Ethambutol treatment is linked to long-term RNFL thinning, as noted by Varan et al.[13] and Chai and Foroozan.[8] In our cohort, eyes without disc pallor had thicker temporal RNFL than those with pallor (P = 0.02). Geyer et al.[24] found the GCIPL thickness to be a better early ETON marker than RNFL. Han et al.[25] and Teng et al.[26] also reported GCIPL thinning during treatment. In our study, GCIPL thickness was significantly lower than normal (64 ± 13 µm). A study from eastern Asia indicated that GCIPL thickness below 64 µm suggests ETON severity.[12] We found a negative correlation between final VA and mGCL/RNFL thickness, though no significant association was found in multivariate linear regression analysis [Figs 2 and 3].

Figure 2.

Figure 2

Correlation between visual acuity (BCVA) in the last visit and average mGCL thickness at the time of presentation. BCVA = best corrected visual acuity, mGCL = macular ganglion cell layer

Figure 3.

Figure 3

Correlation between visual acuity (BCVA) at the last visit and average RNFL thickness at the time of presentation. BCVA = best corrected visual acuity, RNFL = retinal nerve fiber layer

Conclusion

Our study is one of the foremost to prospectively observe patients with ETON in FDC as per the revised RNTCP guidelines. The study has a few limitations, including high attrition rates and COVID-19–related travel restrictions that hindered regular interval investigations and outcome analysis.

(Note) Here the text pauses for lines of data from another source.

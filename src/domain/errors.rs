//! Domain-level errors and failure values.
//!
//! Two kinds of problems exist in a coordination round:
//!
//! - [`ValidationError`]: the caller's input is structurally invalid. The
//!   round is rejected before any case is written.
//! - [`PropagationFailure`]: one single-case write failed. This is a *value*
//!   collected alongside the round's result, never an error return, so sibling
//!   writes are unaffected.

use std::fmt;

use serde::{Deserialize, Serialize};
use thiserror::Error;

use super::references::CaseReference;

/// Structural problems with a coordination request.
#[derive(Debug, Clone, PartialEq, Eq, Error, Serialize, Deserialize)]
pub enum ValidationError {
    /// A case or multiple reference was blank.
    #[error("reference must not be empty")]
    EmptyReference,

    /// Neither requested nor matched cases were supplied.
    #[error("no case references were requested or matched")]
    EmptyRequest,

    /// The operation needs a multiple that already has a reference.
    #[error("multiple has no reference")]
    MissingReference,

    /// The move target does not exist or is the current multiple.
    #[error("multiple reference {target} does not exist or is the same as the current multiple {current}")]
    InvalidTargetReference {
        /// The reference the caller asked to move cases into.
        target: String,
        /// The reference of the multiple being edited.
        current: String,
    },

    /// More than one member carries the lead flag.
    #[error("multiple {reference} has more than one lead case: {leads:?}")]
    MultipleLeads {
        /// The multiple reference (or `<unassigned>`).
        reference: String,
        /// Every member carrying the lead flag.
        leads: Vec<String>,
    },

    /// The member list disagrees with the case id collection or the counter.
    #[error(
        "multiple {reference} is inconsistent: {members} members, {collection} collection entries, counter {counter}"
    )]
    InconsistentMembers {
        /// The multiple reference (or `<unassigned>`).
        reference: String,
        /// Length of the member list.
        members: usize,
        /// Length of the case id collection.
        collection: usize,
        /// The stored case counter.
        counter: usize,
    },

    /// A multiple with members has no lead case.
    #[error("multiple {reference} has members but no lead case")]
    MissingLead {
        /// The multiple reference (or `<unassigned>`).
        reference: String,
    },

    /// Every requested case was rejected before any write.
    #[error("no requested case can join the multiple: {}", describe(.failures))]
    NoEligibleCases {
        /// Why each case was rejected.
        failures: Vec<PropagationFailure>,
    },

    /// The same case appears twice in a member collection.
    #[error("case {case_reference} appears more than once in multiple {reference}")]
    DuplicateMember {
        /// The multiple reference (or `<unassigned>`).
        reference: String,
        /// The duplicated case.
        case_reference: String,
    },
}

/// A single-case write that did not succeed.
///
/// # Examples
///
/// ```rust
/// use multiples_sync::domain::{CaseReference, PropagationFailure};
///
/// let failure = PropagationFailure::new(
///     CaseReference::new("C3").unwrap(),
///     "transport error: connection reset",
/// );
/// assert_eq!(failure.to_string(), "case C3 failed: transport error: connection reset");
/// ```
#[derive(Debug, Clone, PartialEq, Eq, Serialize, Deserialize)]
pub struct PropagationFailure {
    /// The case whose write failed.
    pub case_reference: CaseReference,
    /// Why it failed.
    pub reason: String,
}

fn describe(failures: &[PropagationFailure]) -> String {
    failures
        .iter()
        .map(ToString::to_string)
        .collect::<Vec<_>>()
        .join("; ")
}

impl PropagationFailure {
    /// Creates a failure record.
    #[must_use]
    pub fn new(case_reference: CaseReference, reason: impl Into<String>) -> Self {
        Self {
            case_reference,
            reason: reason.into(),
        }
    }
}

impl fmt::Display for PropagationFailure {
    fn fmt(&self, formatter: &mut fmt::Formatter<'_>) -> fmt::Result {
        write!(
            formatter,
            "case {} failed: {}",
            self.case_reference, self.reason
        )
    }
}
//! Tracing subscriber setup.

use tracing_subscriber::layer::SubscriberExt;
use tracing_subscriber::util::SubscriberInitExt;
use tracing_subscriber::{EnvFilter, fmt};

use super::config::LogFormat;

/// Filter used when `RUST_LOG` is not set.
pub const DEFAULT_FILTER: &str = "info,multiples_sync=debug";

/// Installs the global subscriber.
///
/// Calling it again (e.g. from several tests) leaves the first subscriber in
/// place.
pub fn init_tracing(format: LogFormat) {
    let filter = EnvFilter::try_from_default_env().unwrap_or_else(|_| DEFAULT_FILTER.into());
    let registry = tracing_subscriber::registry().with(filter);

    let result = match format {
        LogFormat::Pretty => registry.with(fmt::layer()).try_init(),
        LogFormat::Json => registry
            .with(fmt::layer().json().with_current_span(true))
            .try_init(),
    };
    if let Err(error) = result {
        tracing::debug!(error = %error, "tracing subscriber already installed");
    }
}
//! Router tests through `tower::ServiceExt::oneshot`.

mod common;

use axum::Router;
use axum::body::Body;
use axum::http::{Request, StatusCode};
use common::{Harness, reference, test_config};
use http_body_util::BodyExt;
use multiples_sync::api::{ApiError, RoundResponse, create_router};
use multiples_sync::application::{CaseStoreError, QueueError, RetryPolicy, RoundStatus};
use multiples_sync::infrastructure::AppConfig;
use rstest::rstest;
use serde_json::{Value, json};
use tower::ServiceExt;

fn router(harness: &Harness) -> Router {
    create_router(harness.dependencies.clone())
}

async fn post(router: Router, path: &str, body: &Value) -> (StatusCode, Vec<u8>) {
    let request = Request::builder()
        .method("POST")
        .uri(path)
        .header("content-type", "application/json")
        .body(Body::from(serde_json::to_vec(body).unwrap()))
        .unwrap();
    let response = router.oneshot(request).await.unwrap();
    let status = response.status();
    let bytes = response.into_body().collect().await.unwrap().to_bytes();
    (status, bytes.to_vec())
}

// =============================================================================
// Health
// =============================================================================

#[rstest]
#[tokio::test]
async fn health_reports_pool_size() {
    let harness = Harness::with_cases(&[]);
    let request = Request::builder().uri("/health").body(Body::empty()).unwrap();

    let response = router(&harness).oneshot(request).await.unwrap();

    assert_eq!(response.status(), StatusCode::OK);
    let bytes = response.into_body().collect().await.unwrap().to_bytes();
    let body: Value = serde_json::from_slice(&bytes).unwrap();
    assert_eq!(body["status"], "healthy");
    assert_eq!(body["fan_out_workers"], 4);
}

// =============================================================================
// Bulk Create
// =============================================================================

#[rstest]
#[tokio::test]
async fn bulk_create_returns_committed_multiple() {
    let harness = Harness::with_cases(&["X", "Y"]);

    let (status, body) = post(
        router(&harness),
        "/multiples/bulk-create",
        &json!({
            "multiple": { "name": "Acme Ltd" },
            "requested": ["X", "Y"],
        }),
    )
    .await;

    assert_eq!(status, StatusCode::OK);
    let response: RoundResponse = serde_json::from_slice(&body).unwrap();
    assert_eq!(response.status, RoundStatus::Complete);
    assert_eq!(response.multiple.reference().unwrap().as_str(), "6000001");
    assert_eq!(Harness::describe(&response.multiple), vec!["X*", "Y"]);
}

#[rstest]
#[tokio::test]
async fn partial_success_is_multi_status() {
    let harness = Harness::with_config(
        AppConfig {
            retry: RetryPolicy::no_retry(),
            ..test_config()
        },
        &["X", "Y"],
    );
    harness
        .cases
        .fail_always(reference("Y"), CaseStoreError::Timeout(100));

    let (status, body) = post(
        router(&harness),
        "/multiples/bulk-create",
        &json!({
            "multiple": { "name": "Acme Ltd" },
            "requested": ["X", "Y"],
        }),
    )
    .await;

    assert_eq!(status, StatusCode::MULTI_STATUS);
    let body: Value = serde_json::from_slice(&body).unwrap();
    assert_eq!(body["status"], "partial");
    assert_eq!(body["failed"], 1);
    assert_eq!(body["failures"][0]["case_reference"], "Y");
}

#[rstest]
#[tokio::test]
async fn empty_create_is_unprocessable() {
    let harness = Harness::with_cases(&[]);

    let (status, body) = post(
        router(&harness),
        "/multiples/bulk-create",
        &json!({ "multiple": { "name": "Acme Ltd" } }),
    )
    .await;

    assert_eq!(status, StatusCode::UNPROCESSABLE_ENTITY);
    let error: ApiError = serde_json::from_slice(&body).unwrap();
    assert_eq!(error.code, "VALIDATION_ERROR");
}

// =============================================================================
// Bulk Update
// =============================================================================

#[rstest]
#[tokio::test]
async fn bulk_update_applies_membership_change() {
    let harness = Harness::with_cases(&["C"]);
    let stored = harness.seed_multiple("6000001", &["A", "B"]);

    let (status, body) = post(
        router(&harness),
        "/multiples/bulk-update",
        &json!({
            "multiple": stored,
            "requested": ["B", "C"],
        }),
    )
    .await;

    assert_eq!(status, StatusCode::OK);
    let response: RoundResponse = serde_json::from_slice(&body).unwrap();
    assert_eq!(Harness::describe(&response.multiple), vec!["B*", "C"]);
    assert_eq!(response.multiple.version(), Some(2));
}

#[rstest]
#[tokio::test]
async fn stale_update_is_conflict() {
    let harness = Harness::with_cases(&[]);
    let stored = harness.seed_multiple("6000001", &["A", "B"]);
    let stale = stored.clone().with_version(7);

    let (status, body) = post(
        router(&harness),
        "/multiples/bulk-update",
        &json!({
            "multiple": stale,
            "requested": ["A", "B"],
        }),
    )
    .await;

    assert_eq!(status, StatusCode::CONFLICT);
    let error: ApiError = serde_json::from_slice(&body).unwrap();
    assert_eq!(error.code, "CONCURRENT_MODIFICATION");
    assert_eq!(error.details.unwrap()["actual_version"], 1);
}

#[rstest]
#[tokio::test]
async fn invalid_target_is_unprocessable() {
    let harness = Harness::with_cases(&[]);
    let stored = harness.seed_multiple("6000001", &["A", "B"]);

    let (status, _) = post(
        router(&harness),
        "/multiples/bulk-update",
        &json!({
            "multiple": stored,
            "matched": ["B"],
            "target_reference": "6000001",
        }),
    )
    .await;

    assert_eq!(status, StatusCode::UNPROCESSABLE_ENTITY);
    assert!(harness.cases.submissions().is_empty());
}

#[rstest]
#[tokio::test]
async fn unacknowledged_queue_is_service_unavailable() {
    let harness = Harness::with_cases(&["C"]);
    let stored = harness.seed_multiple("6000001", &["A"]);
    harness
        .queue
        .fail_next(QueueError::Rejected("throttled".to_string()));

    let (status, _) = post(
        router(&harness),
        "/multiples/bulk-update",
        &json!({
            "multiple": stored,
            "requested": ["A", "C"],
            "mode": "durable_queue",
        }),
    )
    .await;

    assert_eq!(status, StatusCode::SERVICE_UNAVAILABLE);
}
//! Application configuration.
//!
//! Loaded once at startup from the environment (after an optional `.env`
//! file). Every value has a default, so an empty environment yields a
//! working in-memory setup.
//!
//! # Example
//!
//! ```rust,ignore
//! use multiples_sync::infrastructure::AppConfig;
//!
//! let config = AppConfig::from_env()?;
//! println!("Fan-out workers: {}", config.fan_out_workers);
//! ```

use std::env;
use std::fmt::Display;
use std::num::NonZeroUsize;
use std::str::FromStr;
use std::time::Duration;

use thiserror::Error;

use crate::application::{CaseScope, RetryPolicy};

/// Configuration errors.
#[derive(Debug, Clone, PartialEq, Eq, Error)]
pub enum ConfigError {
    /// A required environment variable is not set.
    #[error("Missing environment variable: {0}")]
    MissingEnvVar(String),

    /// An environment variable has an invalid value.
    #[error("Invalid value for {key}: {message}")]
    InvalidValue {
        /// The name of the environment variable.
        key: String,
        /// Why the value is invalid.
        message: String,
    },
}

/// Log line format.
#[derive(Debug, Clone, Copy, PartialEq, Eq, Default)]
pub enum LogFormat {
    /// Human-readable, multi-line.
    #[default]
    Pretty,
    /// One JSON object per line.
    Json,
}

impl FromStr for LogFormat {
    type Err = String;

    fn from_str(value: &str) -> Result<Self, Self::Err> {
        match value.trim().to_ascii_lowercase().as_str() {
            "pretty" => Ok(Self::Pretty),
            "json" => Ok(Self::Json),
            other => Err(format!("unknown log format '{other}', expected 'pretty' or 'json'")),
        }
    }
}

/// Application configuration.
#[derive(Clone, Debug, PartialEq, Eq)]
pub struct AppConfig {
    /// Base URL of the case store API; `None` selects the in-memory store.
    pub case_store_url: Option<String>,
    /// Per-request timeout of the case store adapter.
    pub case_store_timeout: Duration,
    /// SQS endpoint override (e.g. `LocalStack`).
    pub sqs_endpoint: Option<String>,
    /// Durable update queue URL; `None` selects the in-memory queue.
    pub sqs_update_queue_url: Option<String>,
    /// Size of the process-wide fan-out pool.
    pub fan_out_workers: usize,
    /// Retry policy of every case write.
    pub retry: RetryPolicy,
    /// Maximum number of cases per update job.
    pub queue_batch_size: NonZeroUsize,
    /// Case types and jurisdiction.
    pub scope: CaseScope,
    /// HTTP server host address.
    pub app_host: String,
    /// HTTP server port.
    pub app_port: u16,
    /// Log line format.
    pub log_format: LogFormat,
}

impl Default for AppConfig {
    fn default() -> Self {
        Self {
            case_store_url: None,
            case_store_timeout: Duration::from_millis(5000),
            sqs_endpoint: None,
            sqs_update_queue_url: None,
            fan_out_workers: num_cpus::get(),
            retry: RetryPolicy::default(),
            queue_batch_size: NonZeroUsize::new(50).unwrap_or(NonZeroUsize::MIN),
            scope: CaseScope::default(),
            app_host: "0.0.0.0".to_string(),
            app_port: 8081,
            log_format: LogFormat::Pretty,
        }
    }
}

impl AppConfig {
    /// Loads configuration from environment variables.
    ///
    /// # Environment Variables
    ///
    /// - `CASE_STORE_URL`: case store base URL (optional, in-memory if unset)
    /// - `CASE_STORE_TIMEOUT_MS`: request timeout (optional, default: 5000)
    /// - `SQS_ENDPOINT`: SQS endpoint override (optional)
    /// - `SQS_UPDATE_QUEUE_URL`: update queue URL (optional, in-memory if unset)
    /// - `FAN_OUT_WORKERS`: fan-out pool size (optional, default: CPU count)
    /// - `FAN_OUT_MAX_ATTEMPTS`: attempts per case write (optional, default: 3)
    /// - `FAN_OUT_RETRY_BACKOFF_MS`: first retry delay (optional, default: 100)
    /// - `QUEUE_BATCH_SIZE`: cases per update job (optional, default: 50)
    /// - `SINGLE_CASE_TYPE_ID`, `MULTIPLE_CASE_TYPE_ID`, `JURISDICTION`
    /// - `APP_HOST` / `APP_PORT`: bind address (default: 0.0.0.0:8081)
    /// - `LOG_FORMAT`: `pretty` or `json` (default: pretty)
    ///
    /// # Errors
    ///
    /// Returns `ConfigError::InvalidValue` if a variable is set but invalid.
    pub fn from_env() -> Result<Self, ConfigError> {
        // Load .env file if present (ignores errors if file doesn't exist)
        dotenvy::dotenv().ok();
        Self::from_lookup(|key| env::var(key).ok())
    }

    /// Builds the configuration from an arbitrary key lookup.
    ///
    /// # Errors
    ///
    /// Returns `ConfigError::InvalidValue` if a value is set but invalid.
    pub fn from_lookup<F>(lookup: F) -> Result<Self, ConfigError>
    where
        F: Fn(&str) -> Option<String>,
    {
        let defaults = Self::default();

        let fan_out_workers = positive(&lookup, "FAN_OUT_WORKERS", defaults.fan_out_workers)?;
        let max_attempts = positive(&lookup, "FAN_OUT_MAX_ATTEMPTS", defaults.retry.max_attempts)?;
        let backoff_ms: u64 = parsed(&lookup, "FAN_OUT_RETRY_BACKOFF_MS", 100)?;
        let batch_size = positive(&lookup, "QUEUE_BATCH_SIZE", defaults.queue_batch_size.get())?;
        let timeout_ms: u64 = parsed(&lookup, "CASE_STORE_TIMEOUT_MS", 5000)?;

        Ok(Self {
            case_store_url: non_empty(&lookup, "CASE_STORE_URL"),
            case_store_timeout: Duration::from_millis(timeout_ms),
            sqs_endpoint: non_empty(&lookup, "SQS_ENDPOINT"),
            sqs_update_queue_url: non_empty(&lookup, "SQS_UPDATE_QUEUE_URL"),
            fan_out_workers,
            retry: RetryPolicy {
                max_attempts,
                base_backoff: Duration::from_millis(backoff_ms),
            },
            queue_batch_size: NonZeroUsize::new(batch_size).unwrap_or(NonZeroUsize::MIN),
            scope: CaseScope {
                single_case_type_id: non_empty(&lookup, "SINGLE_CASE_TYPE_ID")
                    .unwrap_or(defaults.scope.single_case_type_id),
                multiple_case_type_id: non_empty(&lookup, "MULTIPLE_CASE_TYPE_ID")
                    .unwrap_or(defaults.scope.multiple_case_type_id),
                jurisdiction: non_empty(&lookup, "JURISDICTION")
                    .unwrap_or(defaults.scope.jurisdiction),
            },
            app_host: non_empty(&lookup, "APP_HOST").unwrap_or(defaults.app_host),
            app_port: parsed(&lookup, "APP_PORT", defaults.app_port)?,
            log_format: parsed(&lookup, "LOG_FORMAT", defaults.log_format)?,
        })
    }

    /// The `host:port` the HTTP server binds to.
    #[must_use]
    pub fn bind_address(&self) -> String {
        format!("{}:{}", self.app_host, self.app_port)
    }
}

/// Gets an optional, non-blank variable.
fn non_empty<F>(lookup: &F, key: &str) -> Option<String>
where
    F: Fn(&str) -> Option<String>,
{
    lookup(key).filter(|value| !value.trim().is_empty())
}

/// Gets an optional variable and parses it, with a default value.
///
/// # Errors
///
/// Returns `ConfigError::InvalidValue` if the variable is set but cannot be parsed.
fn parsed<F, T>(lookup: &F, key: &str, default: T) -> Result<T, ConfigError>
where
    F: Fn(&str) -> Option<String>,
    T: FromStr,
    T::Err: Display,
{
    non_empty(lookup, key).map_or_else(
        || Ok(default),
        |value| {
            value
                .trim()
                .parse()
                .map_err(|error: T::Err| ConfigError::InvalidValue {
                    key: key.to_string(),
                    message: error.to_string(),
                })
        },
    )
}

/// Like [`parsed`], rejecting zero.
fn positive<F, T>(lookup: &F, key: &str, default: T) -> Result<T, ConfigError>
where
    F: Fn(&str) -> Option<String>,
    T: FromStr + Default + PartialEq,
    T::Err: Display,
{
    let value = parsed(lookup, key, default)?;
    if value == T::default() {
        return Err(ConfigError::InvalidValue {
            key: key.to_string(),
            message: "must be greater than 0".to_string(),
        });
    }
    Ok(value)
}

The lack of accurate ethambutol dosage data for all patients, inconsistent data on the dose of ethambutol per kilogram body weight, and non-emphasis on compliance further limited our analysis, precluding consideration of confounding factors, such as hypertension, diabetes mellitus, renal function, or baseline health parameters. Furthermore, it was not feasible to correlate the effect of body weight and other concomitant risk factors such as age and renal dysfunction. Another limitation of the study was the varied duration of follow-up within the cohort, mainly due to COVID-19 restrictions. This resulted in a wide range of follow-up periods (1–29 months, median of 11 months), which may have contributed to variability and potentially impacted the assessment of the final visual outcomes. Although our eye care center serves patients from across the country, the study population is skewed toward South and East India, limiting its representation of diverse demographics and practice patterns. Despite these limitations, the current study with a large sample size, with relatively longer follow-up, sheds light on the impact of ethambutol administered in FDC on vision loss severity and recovery. OCT findings of RNFL and macular GCIPL thickness may serve as crucial indicators for early diagnosis and good prognosis of ETON. The shift toward FDC-based TB management has increased the prevalence and severity of ETON, warranting prudence in ethambutol dosing adjustments based on weight to mitigate cumulative dose effects. Early screening and prompt drug discontinuation remain essential for preventing severe vision loss.

Conflicts of interest

There are no conflicts of interest.

Funding Statement

Hyderabad Eye Research Foundation (HERF) provided the financial support.